O crescimento no uso de agrotóxicos no Brasil coloca o país em uma posição sensível no que diz respeito à segurança alimentar e à saúde pública. A partir de dados da própria Anvisa, o Atlas levantou que entre 2010 e 2019 foram registrados 56.870 casos de intoxicações por agrotóxicos, o que representa uma média de 5.687 casos por ano, ou aproximadamente 15 pessoas intoxicadas diariamente. Entretanto, o próprio Ministério da Saúde do Brasil admite que o número de subnotificações é elevado e que, logo, o número real de pessoas intoxicadas pode ser maior.

Este impacto se dá, também, na saúde de crianças e adolescentes. Cerca de 15% de todas as vítimas de intoxicação por agrotóxicos no Brasil pertencem a esse grupo etário. Já entre os bebês, foram 542 intoxicados no período de 2010 a 2019. Além disso, as gestantes também sofreram com esse cenário, com 293 delas intoxicadas no mesmo período. Com efeitos que se estendem além do próprio corpo, a situação pode afetar a saúde de seus bebês por meio do leite materno e até mesmo antes do nascimento.
 

O documento aponta ainda para uma correlação entre a exposição prolongada aos agrotóxicos e o aumento da incidência de doenças crônicas. As evidências indicam uma alta taxa de desenvolvimento de doenças como Parkinson, leucemia infantil, câncer de fígado e de mama, diabetes tipo 2, asma, alergias, obesidade e distúrbios endócrinos.

No curto prazo, a exposição aguda a esses insumos está ligada a uma série de sintomas debilitantes, como fadiga extrema, apatia, dores de cabeça intensas e dor nos membros. Em situações críticas, há o risco de falha de órgãos vitais, incluindo coração, pulmões e rins. Aproximadamente 11 mil pessoas morrem anualmente em todo o mundo devido a envenenamentos não intencionais por agrotóxicos.
 

O Atlas mostra que, no Brasil, o Sistema Único de Saúde (SUS) pode gastar até 150 reais por caso de intoxicação por agrotóxicos, totalizando um custo estimado anual de R$ 45 milhões. Estudos compilados na publicação, mostram um mau negócio a partir do uso excessivo desses defensivos agrícolas. O custo para o SUS pode chegar a US$ 1,28 para cada US$ 1 investido em pesticidas, a depender do tratamento.

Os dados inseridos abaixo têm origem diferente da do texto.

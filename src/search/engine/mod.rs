//! Search engine coordinating one background session at a time
//!
//! This module provides the `SearchEngine` trait and the brute-force
//! `SimpleSearchEngine`. All methods are called from the consumer's context;
//! the worker runs on tokio's blocking pool and reports back through an ordered
//! per-session channel that the consumer drains with `next_event`,
//! `try_next_event` or `dispatch_pending`. `stop` drops that channel along
//! with anything still queued in it.

mod session;
mod spawn;

use super::delivery::Envelope;
use super::matcher::{Matcher, NameMimeMatcher};
use super::query::Query;
use super::types::{EngineState, HitRecord, SearchEvent, SessionId, SessionStats};
use crate::config::SearchConfig;
use crate::error::SearchError;
use session::ActiveSession;

use std::sync::Arc;
use tokio::runtime::Handle;
use tokio::sync::mpsc::error::TryRecvError;

/// Consumer of session notifications
pub trait ResultsSink {
    /// One batch of hits, in flush order
    fn hits_added(&mut self, hits: &[HitRecord]);

    /// Terminal notification; never sent for a stopped session
    fn finished(&mut self, stats: &SessionStats);
}

/// Common interface of search engine variants
pub trait SearchEngine: Send {
    /// Replace the stored query. A running session keeps its own snapshot.
    fn set_query(&mut self, query: Option<Query>);

    /// Start a session for the stored query.
    ///
    /// No-op when already running or when no query is set.
    fn start(&mut self);

    /// Stop the running session, if any. Its remaining notifications are dropped.
    fn stop(&mut self);

    /// Whether this variant answers from a prebuilt index
    fn is_indexed(&self) -> bool;

    fn state(&self) -> EngineState;

    /// Deliver every queued notification to `sink`; returns how many were delivered
    fn dispatch_pending(&mut self, sink: &mut dyn ResultsSink) -> usize;
}

/// Engine that walks the directory tree on every search
pub struct SimpleSearchEngine {
    config: SearchConfig,
    matcher: Arc<dyn Matcher>,
    runtime: Handle,
    query: Option<Query>,
    active: Option<ActiveSession>,
}

impl SimpleSearchEngine {
    /// Create an engine bound to the current tokio runtime
    ///
    /// # Errors
    /// Returns error if called outside a tokio runtime or `config` is invalid
    pub fn new(config: SearchConfig) -> Result<Self, SearchError> {
        Self::with_runtime(config, Handle::try_current()?)
    }

    /// Create an engine that spawns its workers on `runtime`
    ///
    /// # Errors
    /// Returns error if `config` is invalid
    pub fn with_runtime(config: SearchConfig, runtime: Handle) -> Result<Self, SearchError> {
        config.validate()?;
        Ok(Self {
            config,
            matcher: Arc::new(NameMimeMatcher),
            runtime,
            query: None,
            active: None,
        })
    }

    /// Replace the match policy used by sessions started from now on
    #[must_use]
    pub fn with_matcher(mut self, matcher: impl Matcher + 'static) -> Self {
        self.matcher = Arc::new(matcher);
        self
    }

    pub fn config(&self) -> &SearchConfig {
        &self.config
    }

    pub fn query(&self) -> Option<&Query> {
        self.query.as_ref()
    }

    /// Identifier of the running session
    pub fn active_session(&self) -> Option<SessionId> {
        self.active.as_ref().map(|a| a.id)
    }

    /// Live counters of the running session
    pub fn stats(&self) -> Option<SessionStats> {
        self.active.as_ref().map(ActiveSession::stats)
    }

    /// Wait for the next notification of the running session
    ///
    /// Returns `None` once the engine is idle. Cancel-safe.
    pub async fn next_event(&mut self) -> Option<SearchEvent> {
        loop {
            let active = self.active.as_mut()?;
            let Some(envelope) = active.events_rx.recv().await else {
                self.detach_silent_session();
                return None;
            };
            if let Some(event) = self.accept(envelope) {
                return Some(event);
            }
        }
    }

    /// Take the next queued notification without waiting
    pub fn try_next_event(&mut self) -> Option<SearchEvent> {
        loop {
            let active = self.active.as_mut()?;
            let envelope = match active.events_rx.try_recv() {
                Ok(envelope) => envelope,
                Err(TryRecvError::Empty) => return None,
                Err(TryRecvError::Disconnected) => {
                    self.detach_silent_session();
                    return None;
                }
            };
            if let Some(event) = self.accept(envelope) {
                return Some(event);
            }
        }
    }

    /// Filter an envelope at delivery time
    fn accept(&mut self, envelope: Envelope) -> Option<SearchEvent> {
        if envelope.is_cancelled() {
            log::debug!("Dropping notification of stopped session {}", envelope.session);
            return None;
        }

        if let SearchEvent::Finished { stats } = &envelope.event {
            log::info!(
                "Search session {} finished with {} hits",
                envelope.session,
                stats.hits
            );
            self.active = None;
        }

        Some(envelope.event)
    }

    /// Every sender of the running session is gone without a terminal notification
    fn detach_silent_session(&mut self) {
        if let Some(active) = self.active.take() {
            log::warn!("Search session {} ended without finishing", active.id);
        }
    }
}

impl SearchEngine for SimpleSearchEngine {
    fn set_query(&mut self, query: Option<Query>) {
        self.query = query;
    }

    fn start(&mut self) {
        if self.active.is_some() {
            log::debug!("Search already running, start ignored");
            return;
        }
        let Some(query) = self.query.as_ref() else {
            log::debug!("No query set, start ignored");
            return;
        };

        let (active, ctx) = session::build_session(query, &self.config, &self.matcher);
        log::debug!("Starting search session {}", active.id);

        spawn::spawn_search_task(&self.runtime, ctx);
        self.active = Some(active);
    }

    fn stop(&mut self) {
        if let Some(active) = self.active.take() {
            log::info!("Stopping search session {}", active.id);
            active.cancel();
            // Dropping `active` frees whatever the worker already queued
        }
    }

    fn is_indexed(&self) -> bool {
        false
    }

    fn state(&self) -> EngineState {
        if self.active.is_some() {
            EngineState::Running
        } else {
            EngineState::Idle
        }
    }

    fn dispatch_pending(&mut self, sink: &mut dyn ResultsSink) -> usize {
        let mut delivered = 0;
        while let Some(event) = self.try_next_event() {
            match &event {
                SearchEvent::HitsAdded { hits } => sink.hits_added(hits),
                SearchEvent::Finished { stats } => sink.finished(stats),
            }
            delivered += 1;
        }
        delivered
    }
}

impl Drop for SimpleSearchEngine {
    fn drop(&mut self) {
        // Let a detached worker exit at its next iteration
        self.stop();
    }
}

#[cfg(test)]
mod tests;
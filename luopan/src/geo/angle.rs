//! Angle helpers in degrees.
//!
//! Every angular range in the engine (shan sectors, search sectors) may
//! straddle north, so all containment tests go through [`in_range`].

/// Normalize an angle to the `[0, 360)` range.
///
/// Non-finite input normalizes to `0.0` so that NaN never reaches the
/// classifier.
#[inline]
pub fn normalize(angle: f64) -> f64 {
    if !angle.is_finite() {
        return 0.0;
    }
    let normalized = ((angle % 360.0) + 360.0) % 360.0;
    // -1e-15 % 360 + 360 rounds to exactly 360.0
    if normalized >= 360.0 {
        0.0
    } else {
        normalized
    }
}

/// Test whether `angle` lies in the closed range `[start, end]`.
///
/// When `start > end` the range wraps through 0°: `in_range(350, 340, 10)`
/// is true, `in_range(20, 340, 10)` is false.
#[inline]
pub fn in_range(angle: f64, start: f64, end: f64) -> bool {
    if start <= end {
        angle >= start && angle <= end
    } else {
        angle >= start || angle <= end
    }
}

/// Shortest absolute separation between two headings, in `[0, 180]`.
///
/// Handles wraparound (350° to 10° is 20°, not 340°).
#[inline]
pub fn angular_difference(a: f64, b: f64) -> f64 {
    let diff = (normalize(a) - normalize(b)).abs();
    if diff > 180.0 {
        360.0 - diff
    } else {
        diff
    }
}
//! 24-mountain (二十四山) classification of compass bearings.
//!
//! The ring is divided into 24 sectors of 15°, with sector 0 (子) centred on
//! due north, so sector `i` covers `[i*15 - 7.5, i*15 + 7.5)`. Each run of
//! three consecutive sectors forms a trigram, and each sector carries one of
//! five elements by a fixed traditional table.
//!
//! # Example
//!
//! ```
//! use luopan::shan::{classify, opposite, Shan, Trigram};
//!
//! let info = classify(180.0);
//! assert_eq!(info.shan, Shan::Wu);
//! assert_eq!(info.trigram, Trigram::Li);
//! assert_eq!(opposite(info.index), 0);
//! ```

mod types;

pub use types::{Element, Shan, ShanInfo, Trigram, SHAN_COUNT, SHAN_WIDTH_DEG};

use serde::Serialize;

use crate::geo::angle::normalize;

/// Sector index for a bearing in degrees.
///
/// Total over all inputs: any real angle is normalized first, and
/// non-finite input is treated as 0°.
#[inline]
pub fn index_of(angle: f64) -> usize {
    let shifted = normalize(normalize(angle) + SHAN_WIDTH_DEG / 2.0);
    (shifted / SHAN_WIDTH_DEG).floor() as usize % SHAN_COUNT
}

/// Classify a bearing into its shan sector, trigram and element.
pub fn classify(angle: f64) -> ShanInfo {
    ShanInfo::for_index(index_of(angle))
}

/// Index of the antipodal sector.
#[inline]
pub fn opposite(index: usize) -> usize {
    (index + SHAN_COUNT / 2) % SHAN_COUNT
}

/// Sitting (坐) and facing (向) sectors of a building or grave.
///
/// The facing sector is the one the heading points into; the sitting sector
/// is directly behind it.
#[derive(Debug, Clone, Copy, PartialEq, Serialize)]
pub struct SittingFacing {
    pub heading_degrees: f64,
    pub sitting: ShanInfo,
    pub facing: ShanInfo,
}

impl SittingFacing {
    /// Conventional label, e.g. "子山午向".
    pub fn label(&self) -> String {
        format!("{}山{}向", self.sitting.shan, self.facing.shan)
    }
}

/// Resolve the sitting/facing pair for a facing heading.
pub fn sitting_facing(facing_heading: f64) -> SittingFacing {
    let facing = classify(facing_heading);
    SittingFacing {
        heading_degrees: normalize(facing_heading),
        sitting: ShanInfo::for_index(opposite(facing.index)),
        facing,
    }
}

#[cfg(test)]
mod tests {
    use super::*;
    use proptest::prelude::*;

    #[test]
    fn test_north_is_zi() {
        assert_eq!(classify(0.0).shan, Shan::Zi);
        assert_eq!(classify(359.0).shan, Shan::Zi);
        assert_eq!(classify(352.5).shan, Shan::Zi, "start is inclusive");
        assert_eq!(classify(7.4999).shan, Shan::Zi);
        assert_eq!(classify(7.5).shan, Shan::Gui, "end is exclusive");
    }

    #[test]
    fn test_cardinal_sectors() {
        assert_eq!(classify(90.0).shan, Shan::Mao);
        assert_eq!(classify(180.0).shan, Shan::Wu);
        assert_eq!(classify(270.0).shan, Shan::You);
        assert_eq!(classify(315.0).shan, Shan::Qian);
    }

    #[test]
    fn test_negative_and_large_angles() {
        assert_eq!(classify(-90.0).shan, Shan::You);
        assert_eq!(classify(720.0 + 45.0).shan, Shan::Gen);
    }

    #[test]
    fn test_non_finite_is_north() {
        assert_eq!(classify(f64::NAN).index, 0);
        assert_eq!(classify(f64::NEG_INFINITY).index, 0);
    }

    #[test]
    fn test_opposite() {
        assert_eq!(opposite(0), 12);
        assert_eq!(opposite(12), 0);
        assert_eq!(opposite(23), 11);
    }

    #[test]
    fn test_classification_consistency() {
        let info = classify(326.5);
        assert_eq!(info.shan, Shan::Hai);
        assert_eq!(info.trigram, Trigram::Qian);
        assert_eq!(info.element, Element::Water);
    }

    #[test]
    fn test_sitting_facing() {
        let sf = sitting_facing(180.0);
        assert_eq!(sf.facing.shan, Shan::Wu);
        assert_eq!(sf.sitting.shan, Shan::Zi);
        assert_eq!(sf.label(), "子山午向");
    }

    proptest! {
        #[test]
        fn prop_periodic(angle in -10_000.0f64..10_000.0) {
            prop_assert_eq!(classify(angle).index, classify(angle + 360.0).index);
        }

        #[test]
        fn prop_opposite_is_half_turn(angle in 0.0f64..360.0) {
            let flipped = normalize(angle + 180.0);
            prop_assert_eq!(opposite(classify(angle).index), classify(flipped).index);
        }

        #[test]
        fn prop_angle_inside_its_sector(angle in 0.0f64..360.0) {
            let info = classify(angle);
            let end = info.sector_end_degree();
            prop_assert!(crate::geo::angle::in_range(angle, info.sector_start_degree, end));
        }
    }
}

Com a aprovação do PL 1459/2022, conhecido como PL do Veneno, as mudanças propostas oficializam a prioridade do Ministério da Agricultura no registro de novos agrotóxicos: o ministério passaria a ser o único órgão registrante dos agrotóxicos, restando ao Ibama e à Anvisa, um papel subordinado de avaliação ou homologação das avaliações.


Agrotóxicos no mundo

A exposição a esse risco não se restringe ao Brasil. Atualmente, estima-se que ocorram cerca de 385 milhões de casos de intoxicações agudas por agrotóxicos a cada ano em todo o mundo; em 1990, de acordo com dados da Organização Mundial da Saúde (OMS), o número total de intoxicações era de 25 milhões. A escalada desses números ao longo dos anos pode ser atribuída ao uso intensificado de agrotóxicos em escala global. Hoje, 11 mil pessoas morrem anualmente em todo o mundo devido a envenenamentos não intencionais.

Desde 1990, a quantidade mundial de agrotóxicos utilizados aumentou em quase 62%, com crescimento expressivos em regiões específicas: 484% na América do Sul e 97% na Ásia. Essa aceleração no uso de agrotóxicos é particularmente preocupante em regiões do Sul Global, onde as regulamentações ambientais, de saúde e segurança são muitas vezes mais fracas.